Conclusion and Perspectives

Two avenues of active research in the Helicobacter field will likely benefit most from integrating the concepts outlined here into current models and strategies; on the one hand, it is obvious that H. pylori – or at least its tolerance-promoting properties – should be harnessed for the development of new preventive or therapeutic strategies in the treatment of asthma and other allergies, and of IBDs. Whether an infection-independent strategy sometimes referred to as “tolerizing vaccination” will work in this context remains to be seen. On the other hand, vaccine development efforts directed at eradicating H. pylori (therapeutically or prophylactically) must take into account the need to overcome the immunomodulatory properties of this infection if sterilizing immunity is to be achieved. Finally, it will be interesting to compare the strategies that H. pylori has evolved to establish and maintain persistent infection to those exploited by other chronic bacteria such as mycobacteria and Salmonella.
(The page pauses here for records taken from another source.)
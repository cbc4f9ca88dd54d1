use std::sync::Arc;
use std::time::Duration;

use anyhow::Result;
use tally_core::{AttendancePipeline, EncodingRepository, PipelineConfig};
use tracing_subscriber::EnvFilter;

mod config;
mod http;
mod mqtt;
mod sink;
mod store;

use config::Config;
use sink::SqliteEventSink;
use store::IdentityStore;

#[tokio::main]
async fn main() -> Result<()> {
    tracing_subscriber::fmt()
        .with_env_filter(EnvFilter::from_default_env())
        .init();

    tracing::info!("tallyd starting");
    let config = Config::from_env();

    if let Some(dir) = config.db_path.parent() {
        std::fs::create_dir_all(dir)?;
    }
    let conn = tokio_rusqlite::Connection::open(&config.db_path).await?;
    let store = Arc::new(IdentityStore::new(conn.clone()).await?);
    let sink = SqliteEventSink::new(conn).await?;
    tracing::info!(path = %config.db_path.display(), "database opened");

    let repository = Arc::new(EncodingRepository::new(config.encoding_dim));
    match store.list_all(config.encoding_dim).await {
        Ok(identities) => repository.load(identities),
        Err(err) => tracing::warn!(
            error = %err,
            "initial identity load failed; starting with an empty repository"
        ),
    }

    let pipeline = Arc::new(AttendancePipeline::new(
        repository.clone(),
        sink.clone(),
        PipelineConfig {
            tolerance: config.tolerance,
            cooldown: config.cooldown(),
        },
    ));

    let transport = mqtt::spawn(&config, pipeline.clone());

    spawn_reload_task(
        store.clone(),
        repository.clone(),
        config.encoding_dim,
        Duration::from_secs(config.reload_interval_secs),
    );

    let state = http::AppState {
        pipeline,
        repository,
        store,
        sink,
        transport,
        db_path: config.db_path.display().to_string(),
    };
    let http_addr = config.http_addr.clone();
    tokio::spawn(async move {
        if let Err(err) = http::serve(&http_addr, state).await {
            tracing::error!(error = %err, "http server exited");
        }
    });

    tracing::info!("tallyd ready");
    tokio::signal::ctrl_c().await?;
    tracing::info!("tallyd shutting down");

    Ok(())
}

/// Keep the in-memory repository consistent with enrollments made outside
/// this process. A failed reload keeps the previous snapshot and retries
/// at the next tick.
fn spawn_reload_task(
    store: Arc<IdentityStore>,
    repository: Arc<EncodingRepository>,
    dim: usize,
    every: Duration,
) {
    tokio::spawn(async move {
        let mut tick = tokio::time::interval(every);
        // The first tick completes immediately; the boot load already ran.
        tick.tick().await;
        loop {
            tick.tick().await;
            match store.list_all(dim).await {
                Ok(identities) => repository.load(identities),
                Err(err) => tracing::warn!(
                    error = %err,
                    "scheduled reload failed; keeping previous snapshot"
                ),
            }
        }
    });
}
Overriding the immune evasion and – modulation strategies of persistent bacterial infections is a crucial first step in breaking the asymptomatic carrier state and in successfully interrupting the transmission cycle that perpetuates the worldwide public health problems associated with these persistent infections.

Conflict of Interest Statement

The authors declare that the research was conducted in the absence of any commercial or financial relationships that could be construed as a potential conflict of interest.